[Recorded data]

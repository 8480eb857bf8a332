//! Error taxonomy for the switchboard.
//!
//! Errors are split along two axes that the retry machinery cares about:
//! whether an error is worth retrying at all, and whether it indicates a
//! problem with the *deployment* (as opposed to the request). Deployment
//! faults put the deployment into cooldown; client faults surface
//! immediately and leave the deployment alone.

use std::fmt;

#[derive(Debug, thiserror::Error)]
pub enum SwitchboardError {
    /// 5xx, connection reset, or timeout. Retried inside the deployment
    /// client; cools the deployment down on exhaustion.
    #[error("transient upstream error (status {status:?}): {message}")]
    TransientUpstream {
        status: Option<u16>,
        message: String,
    },

    /// 429 from the deployment, with the parsed `retry-after` if present.
    #[error("rate limited, retry after {retry_after:?}s")]
    RateLimited { retry_after: Option<u64> },

    /// 401/403. Not retryable, does not cool the deployment down.
    #[error("unauthorized (status {status}): {message}")]
    Unauthorized { status: u16, message: String },

    /// 400 and other client errors. Not retryable.
    #[error("bad request (status {status}): {message}")]
    BadRequest { status: u16, message: String },

    /// Caller-initiated cancellation, propagated without retry.
    #[error("request canceled by caller")]
    Canceled,

    /// Selection found no healthy deployment.
    #[error("no healthy deployment available")]
    NoHealthyDeployment,

    /// The outer failover loop ran out of attempts.
    #[error("all deployments failed after {} attempt(s)", .causes.len())]
    AllDeploymentsFailed { causes: Vec<AttemptFailure> },

    /// The deployment answered with a body we could not decode.
    #[error("invalid response from deployment: {0}")]
    InvalidResponse(String),

    /// A streaming response failed mid-flight.
    #[error("stream error: {0}")]
    Stream(String),

    #[error("duplicate deployment name: {0}")]
    DuplicateDeployment(String),

    #[error("no deployments configured")]
    NoDeployments,
}

/// One failed attempt of the outer failover loop.
#[derive(Debug)]
pub struct AttemptFailure {
    /// The deployment the attempt ran against, if selection got that far.
    pub deployment: Option<String>,
    pub cause: Box<SwitchboardError>,
}

impl fmt::Display for AttemptFailure {
    fn fmt(&self, f: &mut fmt::Formatter<'_>) -> fmt::Result {
        match &self.deployment {
            Some(name) => write!(f, "{name}: {}", self.cause),
            None => write!(f, "(no deployment selected): {}", self.cause),
        }
    }
}

impl SwitchboardError {
    /// Whether the outer failover loop should try another deployment.
    pub fn is_retryable(&self) -> bool {
        matches!(
            self,
            SwitchboardError::TransientUpstream { .. }
                | SwitchboardError::RateLimited { .. }
                | SwitchboardError::NoHealthyDeployment
                | SwitchboardError::InvalidResponse(_)
                | SwitchboardError::Stream(_)
        )
    }

    /// Whether the error indicts the deployment itself rather than the
    /// request. Deployment faults trigger cooldown; a body we cannot
    /// decode counts, since the deployment produced it.
    pub fn is_deployment_fault(&self) -> bool {
        matches!(
            self,
            SwitchboardError::TransientUpstream { .. }
                | SwitchboardError::RateLimited { .. }
                | SwitchboardError::Stream(_)
                | SwitchboardError::InvalidResponse(_)
        )
    }
}
//! Rate limiting on top of the scheduler: trailing debounce over a quiet
//! window, and a one-per-frame throttle.

use crate::schedule::{FrameHandle, FrameQueue, FrameTarget, TimerHandle, TimerTarget, Timers};
use std::time::Duration;

/// Runs the action once, `window` after the last call in a burst.
#[derive(Debug)]
pub struct Debounce {
    window: Duration,
    target: TimerTarget,
    timer: Option<TimerHandle>,
}

impl Debounce {
    pub fn new(target: TimerTarget, window: Duration) -> Self {
        Self {
            window,
            target,
            timer: None,
        }
    }

    /// Restart the quiet period.
    pub fn call(&mut self, timers: &mut Timers, now: Duration) {
        if let Some(timer) = self.timer.take() {
            timers.clear(timer);
        }
        self.timer = Some(timers.set(self.target, now, self.window));
    }

    /// True when `handle` is the live timer; the caller should then run the
    /// debounced action.
    pub fn claim(&mut self, handle: TimerHandle) -> bool {
        if self.timer == Some(handle) {
            self.timer = None;
            true
        } else {
            false
        }
    }

    pub fn cancel(&mut self, timers: &mut Timers) {
        if let Some(timer) = self.timer.take() {
            timers.clear(timer);
        }
    }

    pub fn is_pending(&self) -> bool {
        self.timer.is_some()
    }
}

/// At most one update per rendered frame, however many triggers arrive.
#[derive(Debug)]
pub struct FrameThrottle {
    target: FrameTarget,
    pending: Option<FrameHandle>,
}

impl FrameThrottle {
    pub fn new(target: FrameTarget) -> Self {
        Self {
            target,
            pending: None,
        }
    }

    /// Request a frame unless one is already pending. Returns whether a new
    /// frame was requested.
    pub fn schedule(&mut self, frames: &mut FrameQueue) -> bool {
        if self.pending.is_some() {
            return false;
        }
        self.pending = Some(frames.request(self.target));
        true
    }

    pub fn claim(&mut self, handle: FrameHandle) -> bool {
        if self.pending == Some(handle) {
            self.pending = None;
            true
        } else {
            false
        }
    }

    pub fn is_pending(&self) -> bool {
        self.pending.is_some()
    }
}

#[cfg(test)]
mod tests {
    use super::*;

    const fn ms(v: u64) -> Duration {
        Duration::from_millis(v)
    }

    #[test]
    fn burst_collapses_to_one_trailing_call() {
        let mut timers = Timers::new();
        let mut resize = Debounce::new(TimerTarget::ResizeSettled, ms(150));

        for t in [0, 40, 90, 140] {
            resize.call(&mut timers, ms(t));
        }
        assert_eq!(timers.len(), 1);
        assert!(timers.take_due(ms(289)).is_empty());

        let fired = timers.take_due(ms(290));
        assert_eq!(fired.len(), 1);
        assert!(resize.claim(fired[0].0));
        assert!(!resize.is_pending());
    }

    #[test]
    fn superseded_timer_is_not_claimed() {
        let mut timers = Timers::new();
        let mut resize = Debounce::new(TimerTarget::ResizeSettled, ms(150));
        resize.call(&mut timers, ms(0));
        let first = timers.next_due();
        resize.call(&mut timers, ms(100));
        assert_ne!(first, timers.next_due());

        let fired = timers.take_due(ms(250));
        assert_eq!(fired.len(), 1);
        assert!(resize.claim(fired[0].0));
    }

    #[test]
    fn cancel_drops_pending_call() {
        let mut timers = Timers::new();
        let mut resize = Debounce::new(TimerTarget::ResizeSettled, ms(150));
        resize.call(&mut timers, ms(0));
        resize.cancel(&mut timers);
        assert!(timers.is_empty());
        assert!(!resize.is_pending());
    }

    #[test]
    fn throttle_allows_one_frame_until_claimed() {
        let mut frames = FrameQueue::new();
        let mut scroll = FrameThrottle::new(FrameTarget::Nav);

        assert!(scroll.schedule(&mut frames));
        assert!(!scroll.schedule(&mut frames));
        assert!(!scroll.schedule(&mut frames));
        assert_eq!(frames.len(), 1);

        let (handle, _) = frames.take_pending()[0];
        assert!(scroll.claim(handle));
        assert!(scroll.schedule(&mut frames));
    }
}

### DESCRIPTION OF THE TASK
Reproduce all the records shown above, unchanged.

### EXPECTED ANSWER
repository 8480eb857bf8a332
//! Error taxonomy for the switchboard.
//!
//! Errors are split along two axes that the retry machinery cares about:
//! whether an error is worth retrying at all, and whether it indicates a
//! problem with the *deployment* (as opposed to the request). Deployment
//! faults put the deployment into cooldown; client faults surface
//! immediately and leave the deployment alone.

use std::fmt;

#[derive(Debug, thiserror::Error)]
pub enum SwitchboardError {
    /// 5xx, connection reset, or timeout. Retried inside the deployment
    /// client; cools the deployment down on exhaustion.
    #[error("transient upstream error (status {status:?}): {message}")]
    TransientUpstream {
        status: Option<u16>,
        message: String,
    },

    /// 429 from the deployment, with the parsed `retry-after` if present.
    #[error("rate limited, retry after {retry_after:?}s")]
    RateLimited { retry_after: Option<u64> },

    /// 401/403. Not retryable, does not cool the deployment down.
    #[error("unauthorized (status {status}): {message}")]
    Unauthorized { status: u16, message: String },

    /// 400 and other client errors. Not retryable.
    #[error("bad request (status {status}): {message}")]
    BadRequest { status: u16, message: String },

    /// Caller-initiated cancellation, propagated without retry.
    #[error("request canceled by caller")]
    Canceled,

    /// Selection found no healthy deployment.
    #[error("no healthy deployment available")]
    NoHealthyDeployment,

    /// The outer failover loop ran out of attempts.
    #[error("all deployments failed after {} attempt(s)", .causes.len())]
    AllDeploymentsFailed { causes: Vec<AttemptFailure> },

    /// The deployment answered with a body we could not decode.
    #[error("invalid response from deployment: {0}")]
    InvalidResponse(String),

    /// A streaming response failed mid-flight.
    #[error("stream error: {0}")]
    Stream(String),

    #[error("duplicate deployment name: {0}")]
    DuplicateDeployment(String),

    #[error("no deployments configured")]
    NoDeployments,
}

/// One failed attempt of the outer failover loop.
#[derive(Debug)]
pub struct AttemptFailure {
    /// The deployment the attempt ran against, if selection got that far.
    pub deployment: Option<String>,
    pub cause: Box<SwitchboardError>,
}

impl fmt::Display for AttemptFailure {
    fn fmt(&self, f: &mut fmt::Formatter<'_>) -> fmt::Result {
        match &self.deployment {
            Some(name) => write!(f, "{name}: {}", self.cause),
            None => write!(f, "(no deployment selected): {}", self.cause),
        }
    }
}

impl SwitchboardError {
    /// Whether the outer failover loop should try another deployment.
    pub fn is_retryable(&self) -> bool {
        matches!(
            self,
            SwitchboardError::TransientUpstream { .. }
                | SwitchboardError::RateLimited { .. }
                | SwitchboardError::NoHealthyDeployment
                | SwitchboardError::InvalidResponse(_)
                | SwitchboardError::Stream(_)
        )
    }

    /// Whether the error indicts the deployment itself rather than the
    /// request. Deployment faults trigger cooldown; a body we cannot
    /// decode counts, since the deployment produced it.
    pub fn is_deployment_fault(&self) -> bool {
        matches!(
            self,
            SwitchboardError::TransientUpstream { .. }
                | SwitchboardError::RateLimited { .. }
                | SwitchboardError::Stream(_)
                | SwitchboardError::InvalidResponse(_)
        )
    }
}
//! Rate limiting on top of the scheduler: trailing debounce over a quiet
//! window, and a one-per-frame throttle.

use crate::schedule::{FrameHandle, FrameQueue, FrameTarget, TimerHandle, TimerTarget, Timers};
use std::time::Duration;

/// Runs the action once, `window` after the last call in a burst.
#[derive(Debug)]
pub struct Debounce {
    window: Duration,
    target: TimerTarget,
    timer: Option<TimerHandle>,
}

impl Debounce {
    pub fn new(target: TimerTarget, window: Duration) -> Self {
        Self {
            window,
            target,
            timer: None,
        }
    }

    /// Restart the quiet period.
    pub fn call(&mut self, timers: &mut Timers, now: Duration) {
        if let Some(timer) = self.timer.take() {
            timers.clear(timer);
        }
        self.timer = Some(timers.set(self.target, now, self.window));
    }

    /// True when `handle` is the live timer; the caller should then run the
    /// debounced action.
    pub fn claim(&mut self, handle: TimerHandle) -> bool {
        if self.timer == Some(handle) {
            self.timer = None;
            true
        } else {
            false
        }
    }

    pub fn cancel(&mut self, timers: &mut Timers) {
        if let Some(timer) = self.timer.take() {
            timers.clear(timer);
        }
    }

    pub fn is_pending(&self) -> bool {
        self.timer.is_some()
    }
}

/// At most one update per rendered frame, however many triggers arrive.
#[derive(Debug)]
pub struct FrameThrottle {
    target: FrameTarget,
    pending: Option<FrameHandle>,
}

impl FrameThrottle {
    pub fn new(target: FrameTarget) -> Self {
        Self {
            target,
            pending: None,
        }
    }

    /// Request a frame unless one is already pending. Returns whether a new
    /// frame was requested.
    pub fn schedule(&mut self, frames: &mut FrameQueue) -> bool {
        if self.pending.is_some() {
            return false;
        }
        self.pending = Some(frames.request(self.target));
        true
    }

    pub fn claim(&mut self, handle: FrameHandle) -> bool {
        if self.pending == Some(handle) {
            self.pending = None;
            true
        } else {
            false
        }
    }

    pub fn is_pending(&self) -> bool {
        self.pending.is_some()
    }
}

#[cfg(test)]
mod tests {
    use super::*;

    const fn ms(v: u64) -> Duration {
        Duration::from_millis(v)
    }

    #[test]
    fn burst_collapses_to_one_trailing_call() {
        let mut timers = Timers::new();
        let mut resize = Debounce::new(TimerTarget::ResizeSettled, ms(150));

        for t in [0, 40, 90, 140] {
            resize.call(&mut timers, ms(t));
        }
        assert_eq!(timers.len(), 1);
        assert!(timers.take_due(ms(289)).is_empty());

        let fired = timers.take_due(ms(290));
        assert_eq!(fired.len(), 1);
        assert!(resize.claim(fired[0].0));
        assert!(!resize.is_pending());
    }

    #[test]
    fn superseded_timer_is_not_claimed() {
        let mut timers = Timers::new();
        let mut resize = Debounce::new(TimerTarget::ResizeSettled, ms(150));
        resize.call(&mut timers, ms(0));
        let first = timers.next_due();
        resize.call(&mut timers, ms(100));
        assert_ne!(first, timers.next_due());

        let fired = timers.take_due(ms(250));
        assert_eq!(fired.len(), 1);
        assert!(resize.claim(fired[0].0));
    }

    #[test]
    fn cancel_drops_pending_call() {
        let mut timers = Timers::new();
        let mut resize = Debounce::new(TimerTarget::ResizeSettled, ms(150));
        resize.call(&mut timers, ms(0));
        resize.cancel(&mut timers);
        assert!(timers.is_empty());
        assert!(!resize.is_pending());
    }

    #[test]
    fn throttle_allows_one_frame_until_claimed() {
        let mut frames = FrameQueue::new();
        let mut scroll = FrameThrottle::new(FrameTarget::Nav);

        assert!(scroll.schedule(&mut frames));
        assert!(!scroll.schedule(&mut frames));
        assert!(!scroll.schedule(&mut frames));
        assert_eq!(frames.len(), 1);

        let (handle, _) = frames.take_pending()[0];
        assert!(scroll.claim(handle));
        assert!(scroll.schedule(&mut frames));
    }
}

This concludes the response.